Optimisers
- class stride.optimisation.optimisers.optimiser.LocalOptimiser(variable, **kwargs)[source]
Bases:
ABC
Base class for a local optimiser. It takes the value of the gradient and applies it to the variable.
- Parameters:
variable (Variable) – Variable to which the optimiser refers.
step_size (float or LineSearch, optional) – Step size for the update, defaults to constant 1.
process_grad (callable, optional) – Optional processing function to apply on the gradient prior to applying it.
process_model (callable, optional) – Optional processing function to apply on the model after updating it.
kwargs – Extra parameters to be used by the class.

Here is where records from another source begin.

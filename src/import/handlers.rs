//! Import-side handlers for the tokenizer's event stream.

use crate::json::{FieldMap, JsonHandler, JsonValue};
use crate::models::keys;
use crate::{Error, Result};

/// Collects the scalar fields of the top-level `metaData` object, then
/// cancels.
///
/// The metadata block is always the first block of a profile, so a
/// caller can recover name, creation date, version and format type by
/// reading only the leading bytes of a multi-megabyte file.
#[derive(Debug, Default)]
pub struct MetaDataHandler {
    fields: FieldMap,
    last_name: Option<String>,
    collecting: bool,
    done: bool,
}

impl MetaDataHandler {
    /// Creates the handler.
    #[must_use]
    pub fn new() -> Self {
        Self::default()
    }

    /// The collected metadata fields.
    #[must_use]
    pub fn into_fields(self) -> FieldMap {
        self.fields
    }

    fn collect(&mut self, value: JsonValue) {
        if self.collecting {
            if let Some(name) = self.last_name.take() {
                self.fields.put(name, value);
            }
        }
    }
}

impl JsonHandler for MetaDataHandler {
    fn start_object(&mut self) -> Result<()> {
        if !self.collecting && self.last_name.as_deref() == Some(keys::META_DATA) {
            self.collecting = true;
        }
        Ok(())
    }

    fn end_object(&mut self) -> Result<()> {
        if self.collecting {
            self.collecting = false;
            self.done = true;
        }
        Ok(())
    }

    fn name(&mut self, name: &str) -> Result<()> {
        self.last_name = Some(name.to_string());
        Ok(())
    }

    fn string_value(&mut self, value: &str) -> Result<()> {
        self.collect(JsonValue::String(value.to_string()));
        Ok(())
    }

    fn bool_value(&mut self, value: bool) -> Result<()> {
        self.collect(JsonValue::Bool(value));
        Ok(())
    }

    fn number_value(&mut self, value: f64) -> Result<()> {
        self.collect(JsonValue::Number(value));
        Ok(())
    }

    fn should_cancel(&self) -> bool {
        self.done
    }
}

/// An open container inside the whole document.
#[derive(Debug, Clone, Copy, PartialEq, Eq)]
enum Kind {
    Array,
    Object,
}

/// A partially built value inside the current record.
#[derive(Debug)]
enum FrameValue {
    Object(FieldMap),
    Array(Vec<JsonValue>),
}

#[derive(Debug)]
struct Frame {
    /// Field name this value will be inserted under in its parent
    /// object, `None` inside arrays and for the record root.
    label: Option<String>,
    value: FrameValue,
}

/// Reconstructs one flattened record at a time from the event stream.
///
/// Any top-level block other than `metaData` and `userData` is a type
/// block; objects that open directly inside a type block's array are
/// records. While inside a record the handler builds nested values on a
/// frame stack, and on the record's closing brace it invokes the
/// callback with the finished mapping and the block's type name, then
/// discards the record. Memory is bounded by one record regardless of
/// document size.
pub struct RecordAccumulatorHandler<F>
where
    F: FnMut(FieldMap, &str) -> Result<()>,
{
    on_record: F,
    /// Open containers across the whole document.
    kinds: Vec<Kind>,
    /// Type name of the block currently being walked.
    current_type: Option<String>,
    last_name: Option<String>,
    /// Frame stack of the record under construction; empty outside
    /// records.
    builder: Vec<Frame>,
}

impl<F> RecordAccumulatorHandler<F>
where
    F: FnMut(FieldMap, &str) -> Result<()>,
{
    /// Creates the handler with a per-record callback.
    pub fn new(on_record: F) -> Self {
        Self {
            on_record,
            kinds: Vec::new(),
            current_type: None,
            last_name: None,
            builder: Vec::new(),
        }
    }

    fn in_record(&self) -> bool {
        !self.builder.is_empty()
    }

    /// A container is opening at block level (directly inside the root
    /// object) whose name is not one of the fixed blocks.
    fn opens_type_block(&self) -> bool {
        self.kinds.len() == 1
            && matches!(
                self.last_name.as_deref(),
                Some(name) if name != keys::META_DATA && name != keys::USER_DATA
            )
    }

    fn store_value(&mut self, value: JsonValue) -> Result<()> {
        let name = self.last_name.take();
        match self.builder.last_mut() {
            Some(Frame {
                value: FrameValue::Object(map),
                ..
            }) => {
                let name = name.ok_or_else(|| {
                    Error::MalformedDocument("object value without a field name".to_string())
                })?;
                map.put(name, value);
                Ok(())
            }
            Some(Frame {
                value: FrameValue::Array(items),
                ..
            }) => {
                items.push(value);
                Ok(())
            }
            None => Ok(()),
        }
    }

    /// Pops the finished frame and either completes the record or
    /// inserts the value into its parent frame.
    fn finish_frame(&mut self) -> Result<()> {
        let Some(frame) = self.builder.pop() else {
            return Ok(());
        };
        let value = match frame.value {
            FrameValue::Object(map) => JsonValue::Object(map),
            FrameValue::Array(items) => JsonValue::Array(items),
        };
        if self.builder.is_empty() {
            let JsonValue::Object(map) = value else {
                return Err(Error::MalformedDocument(
                    "record is not an object".to_string(),
                ));
            };
            let type_name = self.current_type.clone().ok_or_else(|| {
                Error::MalformedDocument("record outside any type block".to_string())
            })?;
            (self.on_record)(map, &type_name)
        } else {
            self.last_name = frame.label;
            let labelled = value;
            // Re-route through store_value so arrays and objects insert
            // the same way scalars do.
            self.store_value(labelled)
        }
    }

    fn leave_container(&mut self) -> Result<()> {
        self.kinds.pop();
        if self.in_record() {
            self.finish_frame()?;
        }
        if self.kinds.len() <= 1 {
            self.current_type = None;
        }
        Ok(())
    }
}

impl<F> JsonHandler for RecordAccumulatorHandler<F>
where
    F: FnMut(FieldMap, &str) -> Result<()>,
{
    fn start_object(&mut self) -> Result<()> {
        if self.in_record() {
            self.builder.push(Frame {
                label: self.last_name.take(),
                value: FrameValue::Object(FieldMap::new()),
            });
        } else if self.current_type.is_some() && self.kinds.last() == Some(&Kind::Array) {
            // A record begins.
            self.builder.push(Frame {
                label: None,
                value: FrameValue::Object(FieldMap::new()),
            });
        } else if self.opens_type_block() {
            // The unit-and-data wrapper of a quantity block.
            self.current_type = self.last_name.take();
        }
        self.kinds.push(Kind::Object);
        Ok(())
    }

    fn end_object(&mut self) -> Result<()> {
        self.leave_container()
    }

    fn start_array(&mut self) -> Result<()> {
        if self.in_record() {
            self.builder.push(Frame {
                label: self.last_name.take(),
                value: FrameValue::Array(Vec::new()),
            });
        } else if self.opens_type_block() {
            self.current_type = self.last_name.take();
        }
        self.kinds.push(Kind::Array);
        Ok(())
    }

    fn end_array(&mut self) -> Result<()> {
        self.leave_container()
    }

    fn name(&mut self, name: &str) -> Result<()> {
        self.last_name = Some(name.to_string());
        Ok(())
    }

    fn string_value(&mut self, value: &str) -> Result<()> {
        self.store_value(JsonValue::String(value.to_string()))
    }

    fn bool_value(&mut self, value: bool) -> Result<()> {
        self.store_value(JsonValue::Bool(value))
    }

    fn number_value(&mut self, value: f64) -> Result<()> {
        self.store_value(JsonValue::Number(value))
    }

    fn null_value(&mut self) -> Result<()> {
        self.store_value(JsonValue::Null)
    }
}

#[cfg(test)]
mod tests {
    use super::*;
    use crate::json::JsonReader;

    const DOC: &str = "{\"metaData\":{\"creationDate\":1700000000000,\
        \"profileName\":\"Maria\",\"version\":\"1.0.0\",\
        \"type\":\"JsonSingleDocExportTarget\"},\
        \"userData\":{\"biologicalSex\":2},\
        \"HKQuantityTypeIdentifierStepCount\":{\"unit\":\"count\",\
        \"data\":[{\"sdate\":1700000000000,\"value\":11,\"unit\":\"count\"}]},\
        \"HKCategoryTypeIdentifierSleepAnalysis\":[\
        {\"sdate\":1700000000000,\"value\":1}]}";

    #[test]
    fn test_metadata_handler_collects_and_cancels() {
        let big = format!("{}{}", DOC, "garbage the handler must never reach");
        let handler = JsonReader::read_str(&big, MetaDataHandler::new()).unwrap();
        assert!(handler.should_cancel());

        let fields = handler.into_fields();
        assert_eq!(
            fields.get("profileName").and_then(JsonValue::as_str),
            Some("Maria")
        );
        assert_eq!(
            fields.get("creationDate").and_then(JsonValue::as_i64),
            Some(1_700_000_000_000)
        );
        assert_eq!(
            fields.get("type").and_then(JsonValue::as_str),
            Some("JsonSingleDocExportTarget")
        );
        // Only the metadata block's own fields are collected.
        assert!(!fields.contains_key("biologicalSex"));
    }

    #[test]
    fn test_accumulator_yields_records_with_type_names() {
        let mut seen: Vec<(String, FieldMap)> = Vec::new();
        JsonReader::read_str(
            DOC,
            RecordAccumulatorHandler::new(|fields, type_name| {
                seen.push((type_name.to_string(), fields));
                Ok(())
            }),
        )
        .unwrap();

        assert_eq!(seen.len(), 2);
        assert_eq!(seen[0].0, "HKQuantityTypeIdentifierStepCount");
        assert_eq!(seen[0].1.get("value").and_then(JsonValue::as_f64), Some(11.0));
        assert_eq!(seen[1].0, "HKCategoryTypeIdentifierSleepAnalysis");
        assert_eq!(seen[1].1.get("value").and_then(JsonValue::as_i64), Some(1));
    }

    #[test]
    fn test_accumulator_rebuilds_nested_structures() {
        let doc = "{\"HKCorrelationTypeIdentifierBloodPressure\":[\
            {\"sdate\":1,\"objects\":[\
            {\"sdate\":1,\"value\":120,\"unit\":\"mmHg\",\
            \"type\":\"HKQuantityTypeIdentifierBloodPressureSystolic\"}]}]}";

        let mut seen = Vec::new();
        JsonReader::read_str(
            doc,
            RecordAccumulatorHandler::new(|fields, type_name| {
                seen.push((type_name.to_string(), fields));
                Ok(())
            }),
        )
        .unwrap();

        assert_eq!(seen.len(), 1);
        let objects = seen[0].1.get("objects").and_then(JsonValue::as_array).unwrap();
        let sub = objects[0].as_object().unwrap();
        assert_eq!(
            sub.get("type").and_then(JsonValue::as_str),
            Some("HKQuantityTypeIdentifierBloodPressureSystolic")
        );
    }

    #[test]
    fn test_user_data_block_produces_no_records() {
        let doc = "{\"userData\":{\"bloodType\":3,\"biologicalSex\":2}}";
        let mut count = 0;
        JsonReader::read_str(
            doc,
            RecordAccumulatorHandler::new(|_, _| {
                count += 1;
                Ok(())
            }),
        )
        .unwrap();
        assert_eq!(count, 0);
    }
}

- dump(*args, **kwargs)[source]
Dump latest version of the optimiser.
- Parameters:
kwargs – Extra parameters to be used by the method
- load(*args, **kwargs)[source]
Load latest version of the optimiser.
- Parameters:
kwargs – Extra parameters to be used by the method
- async pre_process(grad=None, processed_grad=None, **kwargs)[source]
Pre-process the variable gradient before using it to take the step.
- Parameters:
- Returns:
Updated variable.
- Return type:
- reset(**kwargs)[source]
Reset optimiser state along with any stored buffers.
- Parameters:
kwargs – Extra parameters to be used by the method.
- async step(step_size=None, grad=None, processed_grad=None, **kwargs)[source]
Apply the optimiser.
- Parameters:
step_size (float, optional) – Step size to use for this application, defaults to instance step.
grad (Data, optional) – Gradient to use for the step, defaults to variable gradient.
processed_grad (Data, optional) – Processed gradient to use for the step, defaults to processed variable gradient.
kwargs – Extra parameters to be used by the method.
- Returns:
Updated variable.
- Return type:
- class stride.optimisation.optimisers.gradient_descent.GradientDescent(variable, **kwargs)[source]
Bases:
LocalOptimiser
Implementation of a gradient descent update.
- Parameters:
variable (Variable) – Variable to which the optimiser refers.
step_size (float, optional) – Step size for the update, defaults to 1.
kwargs – Extra parameters to be used by the class.